Published:Thursday | November 14, 2019 | 12:26 AM

WASHINGTON (AP):

For the first time, a top diplomat testified Wednesday that President Donald Trump was overheard asking about “the investigations” he wanted Ukraine to pursue that are central to the impeachment inquiry.

William Taylor, the top US diplomat in Ukraine, revealed the new information as the House Intelligence Committee opened extraordinary hearings on whether the 45th president of the United States should be removed from office.

Taylor said his staff recently told him they overheard Trump when they were meeting with another diplomat, Ambassador Gordon Sondland, at a restaurant the day after Trump’s July 25 phone call with the new leader of Ukraine that sparked the impeachment investigation.

The staff explained that Sondland had called the president and they could hear Trump on the phone asking about “the investigations”. The ambassador told the president the Ukrainians were ready to move forward, Taylor testified.

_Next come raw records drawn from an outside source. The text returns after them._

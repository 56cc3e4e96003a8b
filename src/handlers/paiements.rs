use axum::{
    extract::{Path, Query, State},
    Json,
};
use uuid::Uuid;

use super::common::{created_response, success_response, Created, PaginatedResponse, PaginationParams};
use crate::{
    entities::{facture, paiement},
    errors::ServiceError,
    services::paiements::{PaiementFilter, PaiementReceipt, RecordPaiementRequest},
    ApiResult, AppState,
};

pub async fn list_paiements(
    State(state): State<AppState>,
    Query(pagination): Query<PaginationParams>,
    Query(filter): Query<PaiementFilter>,
) -> ApiResult<PaginatedResponse<paiement::Model>> {
    let page = state
        .services
        .paiements
        .list(filter, pagination.to_request(&state.config))
        .await?;
    Ok(success_response(page.into()))
}

pub async fn record_paiement(
    State(state): State<AppState>,
    Json(request): Json<RecordPaiementRequest>,
) -> Result<Created<PaiementReceipt>, ServiceError> {
    Ok(created_response(
        state.services.paiements.record(request).await?,
    ))
}

pub async fn get_paiement(
    State(state): State<AppState>,
    Path(id): Path<Uuid>,
) -> ApiResult<paiement::Model> {
    Ok(success_response(state.services.paiements.get(id).await?))
}

/// Administrative removal; returns the re-settled invoice.
pub async fn delete_paiement(
    State(state): State<AppState>,
    Path(id): Path<Uuid>,
) -> ApiResult<facture::Model> {
    Ok(success_response(state.services.paiements.delete(id).await?))
}
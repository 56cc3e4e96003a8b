use std::sync::Arc;

use chrono::Utc;
use rust_decimal::Decimal;
use sea_orm::{
    ActiveValue::NotSet, ColumnTrait, DatabaseTransaction, EntityTrait, QueryFilter, QueryOrder,
    QuerySelect, Set, TransactionTrait,
};
use serde::{Deserialize, Serialize};
use tracing::{info, instrument, warn};
use uuid::Uuid;
use validator::Validate;

use super::{ensure_positive, paginate, Page, PageRequest};
use crate::{
    db::{documents::found, insert_numbered, update_versioned, DbPool},
    entities::{
        facture::{self, FactureStatus},
        paiement::{self, ModePaiement},
    },
    errors::ServiceError,
    events::{Event, EventSender, RecordKind},
    lifecycle::{ensure_transition, DocumentType},
    reconciliation::{recalculate_client_totals, settle_facture},
};

#[derive(Debug, Clone, Serialize, Deserialize, Validate)]
pub struct RecordPaiementRequest {
    pub facture_id: Uuid,
    pub montant: Decimal,
    pub mode: ModePaiement,
    #[validate(length(max = 128))]
    pub reference: Option<String>,
    pub date_paiement: Option<chrono::NaiveDate>,
}

#[derive(Debug, Clone, Default, Deserialize)]
pub struct PaiementFilter {
    pub facture_id: Option<Uuid>,
    pub client_id: Option<Uuid>,
}

/// Payment together with the invoice it settled.
#[derive(Debug, Clone, Serialize, Deserialize)]
pub struct PaiementReceipt {
    pub paiement: paiement::Model,
    pub facture: facture::Model,
}

#[derive(Clone)]
pub struct PaiementService {
    db_pool: Arc<DbPool>,
    event_sender: Arc<EventSender>,
}

impl PaiementService {
    pub fn new(db_pool: Arc<DbPool>, event_sender: Arc<EventSender>) -> Self {
        Self {
            db_pool,
            event_sender,
        }
    }

    /// Records a payment against an emitted invoice, re-settles the invoice and
    /// refreshes the client rollups, all in one transaction.
    #[instrument(skip(self, request), fields(facture_id = %request.facture_id, montant = %request.montant))]
    pub async fn record(
        &self,
        request: RecordPaiementRequest,
    ) -> Result<PaiementReceipt, ServiceError> {
        request.validate()?;
        ensure_positive("montant", request.montant)?;

        let txn = self.db_pool.begin().await?;
        let invoice = found(
            facture::Entity::find_by_id(request.facture_id)
                .one(&txn)
                .await?,
            "Facture",
            request.facture_id,
        )?;
        if !matches!(
            invoice.statut,
            FactureStatus::Emise | FactureStatus::PayeePartielle
        ) {
            return Err(ServiceError::InvalidOperation(format!(
                "la facture {} n'accepte pas de paiement (statut {})",
                invoice.numero, invoice.statut
            )));
        }
        if request.montant > invoice.solde_restant {
            warn!(solde = %invoice.solde_restant, "Payment exceeds remaining balance");
            return Err(ServiceError::ValidationError(format!(
                "le paiement de {} dépasse le solde restant de {} sur la facture {}",
                request.montant, invoice.solde_restant, invoice.numero
            )));
        }

        let now = Utc::now();
        let payment = insert_numbered(
            &txn,
            paiement::ActiveModel {
                id: Set(Uuid::new_v4()),
                numero: NotSet,
                facture_id: Set(invoice.id),
                client_id: Set(invoice.client_id),
                montant: Set(request.montant),
                mode: Set(request.mode),
                reference: Set(request.reference),
                date_paiement: Set(request.date_paiement.unwrap_or_else(|| now.date_naive())),
                version: Set(1),
                created_at: Set(now),
            },
        )
        .await?;

        let settled = resettle(&txn, &invoice, false).await?;
        let client = recalculate_client_totals(&txn, invoice.client_id).await?;
        txn.commit().await?;

        info!(
            paiement_id = %payment.id,
            numero = %payment.numero,
            statut = %settled.statut,
            solde_restant = %settled.solde_restant,
            "Payment recorded"
        );
        self.event_sender.send_or_log(Event::PaiementRecorded {
            paiement_id: payment.id,
            facture_id: settled.id,
            montant: payment.montant,
            solde_restant: settled.solde_restant,
        });
        if settled.statut != invoice.statut {
            self.event_sender.send_or_log(Event::status_changed(
                DocumentType::Facture,
                settled.id,
                invoice.statut,
                settled.statut,
            ));
        }
        self.event_sender.send_or_log(Event::ClientTotalsRecalculated {
            client_id: client.id,
            total_du: client.total_du,
        });

        Ok(PaiementReceipt {
            paiement: payment,
            facture: settled,
        })
    }

    #[instrument(skip(self))]
    pub async fn get(&self, paiement_id: Uuid) -> Result<paiement::Model, ServiceError> {
        let row = paiement::Entity::find_by_id(paiement_id)
            .one(&*self.db_pool)
            .await?;
        found(row, "Paiement", paiement_id)
    }

    #[instrument(skip(self))]
    pub async fn list(
        &self,
        filter: PaiementFilter,
        page: PageRequest,
    ) -> Result<Page<paiement::Model>, ServiceError> {
        let mut select = paiement::Entity::find().order_by_desc(paiement::Column::CreatedAt);
        if let Some(facture_id) = filter.facture_id {
            select = select.filter(paiement::Column::FactureId.eq(facture_id));
        }
        if let Some(client_id) = filter.client_id {
            select = select.filter(paiement::Column::ClientId.eq(client_id));
        }
        paginate(select, &self.db_pool, page).await
    }

    /// Administrative removal of a payment. The invoice is re-settled from the
    /// remaining payments and may move back to EMISE or PAYEE_PARTIELLE.
    #[instrument(skip(self))]
    pub async fn delete(&self, paiement_id: Uuid) -> Result<facture::Model, ServiceError> {
        let txn = self.db_pool.begin().await?;
        let payment = found(
            paiement::Entity::find_by_id(paiement_id).one(&txn).await?,
            "Paiement",
            paiement_id,
        )?;
        let invoice = found(
            facture::Entity::find_by_id(payment.facture_id)
                .one(&txn)
                .await?,
            "Facture",
            payment.facture_id,
        )?;

        paiement::Entity::delete_by_id(paiement_id).exec(&txn).await?;
        let settled = resettle(&txn, &invoice, true).await?;
        let client = recalculate_client_totals(&txn, invoice.client_id).await?;
        txn.commit().await?;

        warn!(
            %paiement_id,
            facture_id = %settled.id,
            statut = %settled.statut,
            "Payment deleted"
        );
        self.event_sender.send_or_log(Event::PaiementDeleted {
            paiement_id,
            facture_id: settled.id,
            solde_restant: settled.solde_restant,
        });
        self.event_sender.send_or_log(Event::DocumentDeleted {
            kind: RecordKind::Paiement,
            id: paiement_id,
        });
        self.event_sender.send_or_log(Event::ClientTotalsRecalculated {
            client_id: client.id,
            total_du: client.total_du,
        });
        Ok(settled)
    }
}

/// Rewrites `total_paye`, `solde_restant` and the payment status of `invoice`
/// from the payments currently stored.
///
/// Forward moves go through the transition guard; `allow_backward` is the
/// deletion path. Draft and cancelled invoices keep their status.
async fn resettle(
    txn: &DatabaseTransaction,
    invoice: &facture::Model,
    allow_backward: bool,
) -> Result<facture::Model, ServiceError> {
    let montants: Vec<Decimal> = paiement::Entity::find()
        .select_only()
        .column(paiement::Column::Montant)
        .filter(paiement::Column::FactureId.eq(invoice.id))
        .into_tuple()
        .all(txn)
        .await?;
    let settlement = settle_facture(invoice.total_net, montants);

    let statut = if invoice.statut.is_billed() {
        if settlement.statut != invoice.statut && !allow_backward {
            ensure_transition(invoice.statut, settlement.statut)?;
        }
        settlement.statut
    } else {
        invoice.statut
    };

    let mut updated = invoice.clone();
    updated.total_paye = settlement.total_paye;
    updated.solde_restant = settlement.solde_restant;
    updated.statut = statut;
    updated.version = invoice.version + 1;
    updated.updated_at = Utc::now();
    update_versioned(
        txn,
        facture::ActiveModel::from(updated.clone()),
        invoice.id,
        invoice.version,
    )
    .await?;
    Ok(updated)
}
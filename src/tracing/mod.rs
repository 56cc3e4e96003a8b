//! Request correlation for logs and error bodies.

use axum::http::Request;
use std::{cell::RefCell, fmt, future::Future};
use tower_http::{
    classify::{SharedClassifier, StatusInRangeAsFailures},
    trace::{
        DefaultOnBodyChunk, DefaultOnEos, DefaultOnFailure, DefaultOnRequest, DefaultOnResponse,
        MakeSpan, TraceLayer,
    },
};
use uuid::Uuid;

/// Request ID tracking information
#[derive(Clone, Debug, PartialEq, Eq)]
pub struct RequestId(pub String);

impl Default for RequestId {
    fn default() -> Self {
        RequestId(Uuid::new_v4().to_string())
    }
}

impl RequestId {
    pub fn new(value: impl Into<String>) -> Self {
        RequestId(value.into())
    }

    pub fn as_str(&self) -> &str {
        &self.0
    }
}

impl fmt::Display for RequestId {
    fn fmt(&self, f: &mut fmt::Formatter<'_>) -> fmt::Result {
        write!(f, "{}", self.0)
    }
}

tokio::task_local! {
    static CURRENT_REQUEST_ID: RefCell<Option<RequestId>>;
}

/// Runs `future` with `request_id` visible to `current_request_id`.
pub async fn scope_request_id<Fut, R>(request_id: RequestId, future: Fut) -> R
where
    Fut: Future<Output = R>,
{
    CURRENT_REQUEST_ID
        .scope(RefCell::new(Some(request_id)), future)
        .await
}

pub fn current_request_id() -> Option<RequestId> {
    CURRENT_REQUEST_ID
        .try_with(|cell| cell.borrow().clone())
        .ok()
        .flatten()
}

#[derive(Clone, Default)]
pub struct RequestSpanMaker;

impl<B> MakeSpan<B> for RequestSpanMaker {
    fn make_span(&mut self, request: &Request<B>) -> tracing::Span {
        let request_id = request
            .extensions()
            .get::<RequestId>()
            .cloned()
            .or_else(|| {
                request
                    .headers()
                    .get(crate::middleware_helpers::REQUEST_ID_HEADER)
                    .and_then(|v| v.to_str().ok())
                    .map(RequestId::new)
            })
            .unwrap_or_default();

        tracing::info_span!(
            "http.request",
            request_id = %request_id.as_str(),
            method = %request.method(),
            uri = %request.uri(),
        )
    }
}

pub type HttpTraceLayer = TraceLayer<
    SharedClassifier<StatusInRangeAsFailures>,
    RequestSpanMaker,
    DefaultOnRequest,
    DefaultOnResponse,
    DefaultOnBodyChunk,
    DefaultOnEos,
    DefaultOnFailure,
>;

/// Trace layer treating 5xx responses as failures.
pub fn configure_http_tracing() -> HttpTraceLayer {
    let classifier = SharedClassifier::new(StatusInRangeAsFailures::new(500..=599));
    TraceLayer::new(classifier)
        .make_span_with(RequestSpanMaker)
        .on_request(DefaultOnRequest::default())
        .on_response(DefaultOnResponse::default())
        .on_body_chunk(DefaultOnBodyChunk::default())
        .on_eos(DefaultOnEos::default())
        .on_failure(DefaultOnFailure::default())
}
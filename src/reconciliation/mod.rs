//! Cross-document reconciliation: delivered quantities against ordered ones, and
//! invoice/payment amounts rolled up onto invoices and clients.

pub mod delivery;
pub mod financial;

pub use delivery::{check_delivery_quantities, compute_delivery_progress, DeliveryProgress};
pub use financial::{
    client_totals, dashboard_summary, recalculate_client_totals, settle_facture, ClientTotals,
    DashboardSummary, Settlement,
};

Not inappropriate, let alone impeachable, countered the intelligence panel’s top Republican, Devin Nunes of California.

Trump “would have a perfectly good reason for wanting to find out what happened” if there were indications that Ukraine meddled in the 2016 presidential election, he said.

National security officials have told Congress they don’t believe Ukraine meddled in the 2016 election.

Yesterday’s hearing was the first public session of the impeachment inquiry, a remarkable moment, even for a White House full of them.

It’s the first chance for America, and the rest of the world, to see and hear for themselves about Trump’s actions towards Ukraine and consider whether they are, in fact, impeachable offences.

An anonymous whistle-blower’s complaint to the intelligence community’s inspector general –including that Trump had pressed Ukraine’s president to investigate Democratic foe Joe Biden and Bidens’ son and was holding up US military aid – ignited the rare inquiry now unfolding in Congress.

The country has been here only three times before, and never against the 21st-century backdrop of real-time commentary, including from the Republican president himself. The proceedings were being broadcast live, and on social media, from a packed hearing room on Capitol Hill.